PROBLEM DESCRIPTION:
Your answer must be the line holding "pub mod config;" followed by every later line through the end of the entries, exactly as written.

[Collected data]

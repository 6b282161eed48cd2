//! Circuit breaker pattern for fault tolerance
//!
//! Stops calling an operation that keeps failing, then lets a bounded number
//! of trial calls through once the open timeout has passed.

mod breaker;
mod registry;
mod types;

#[cfg(test)]
mod tests;

pub use breaker::CircuitBreaker;
pub use registry::CircuitBreakerRegistry;
pub use types::{CircuitBreakerConfig, CircuitBreakerError, CircuitBreakerStats, CircuitState};
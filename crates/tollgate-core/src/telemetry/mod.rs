//! Observability hooks for the resilience primitives
//!
//! Components never reach for a global registry. A [`MetricsSink`] is handed
//! to each constructor and its lifetime belongs to the caller.

mod counters;
mod sink;

pub use counters::{InMemoryMetrics, MetricsSnapshot};
pub use sink::{FanoutMetrics, MetricsSink, NoopMetrics, TracingMetrics};
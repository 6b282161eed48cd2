//! Tracing subscriber setup
//!
//! Logs go to stderr; stdout carries protocol messages.

use tollgate_core::config::{LogFormat, LoggingConfig};
use tracing_subscriber::EnvFilter;

pub fn init(config: &LoggingConfig) -> anyhow::Result<()> {
    let filter = match EnvFilter::try_from_default_env() {
        Ok(filter) => filter,
        Err(_) => EnvFilter::try_new(&config.level)?,
    };
    let builder = tracing_subscriber::fmt()
        .with_env_filter(filter)
        .with_writer(std::io::stderr);

    let installed = match config.format {
        LogFormat::Pretty => builder.pretty().try_init(),
        LogFormat::Compact => builder.compact().try_init(),
        LogFormat::Json => builder.json().try_init(),
    };
    installed.map_err(|e| anyhow::anyhow!("failed to initialize logging: {}", e))
}
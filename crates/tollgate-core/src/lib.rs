//! Tollgate core library
//!
//! Resilience primitives for a tool-serving process and the pipeline that
//! composes them: a fixed-window rate limiter over a pluggable counter store,
//! per-operation circuit breakers and a retry executor with configurable
//! backoff. Also hosts configuration loading, the metrics sink and the tool
//! layer the server dispatches through.

pub mod config;
pub mod error;
pub mod pipeline;
pub mod recovery;
pub mod telemetry;
pub mod tools;

// Re-export commonly used types
pub use config::{ConfigLoader, TollgateConfig};
pub use error::{Cancelled, TollgateError, TollgateResult};
pub use pipeline::{Invocation, OperationPolicy, PipelineError, ResiliencePipeline};
pub use recovery::{
    CircuitBreaker, CircuitBreakerConfig, CircuitBreakerRegistry, CircuitState, CounterStore,
    InMemoryStore, KeyMode, RateLimitConfig, RateLimiter, RetryConfig, RetryExecutor, Retryable,
};
pub use telemetry::{InMemoryMetrics, MetricsSink, NoopMetrics, TracingMetrics};
pub use tools::{ToolDispatcher, ToolError, ToolHandler, ToolOutput, ToolRegistry};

RESULT:
pub mod config;
pub mod error;
pub mod pipeline;
pub mod recovery;
pub mod telemetry;
pub mod tools;

// Re-export commonly used types
pub use config::{ConfigLoader, TollgateConfig};
pub use error::{Cancelled, TollgateError, TollgateResult};
pub use pipeline::{Invocation, OperationPolicy, PipelineError, ResiliencePipeline};
pub use recovery::{
    CircuitBreaker, CircuitBreakerConfig, CircuitBreakerRegistry, CircuitState, CounterStore,
    InMemoryStore, KeyMode, RateLimitConfig, RateLimiter, RetryConfig, RetryExecutor, Retryable,
};
pub use telemetry::{InMemoryMetrics, MetricsSink, NoopMetrics, TracingMetrics};
pub use tools::{ToolDispatcher, ToolError, ToolHandler, ToolOutput, ToolRegistry};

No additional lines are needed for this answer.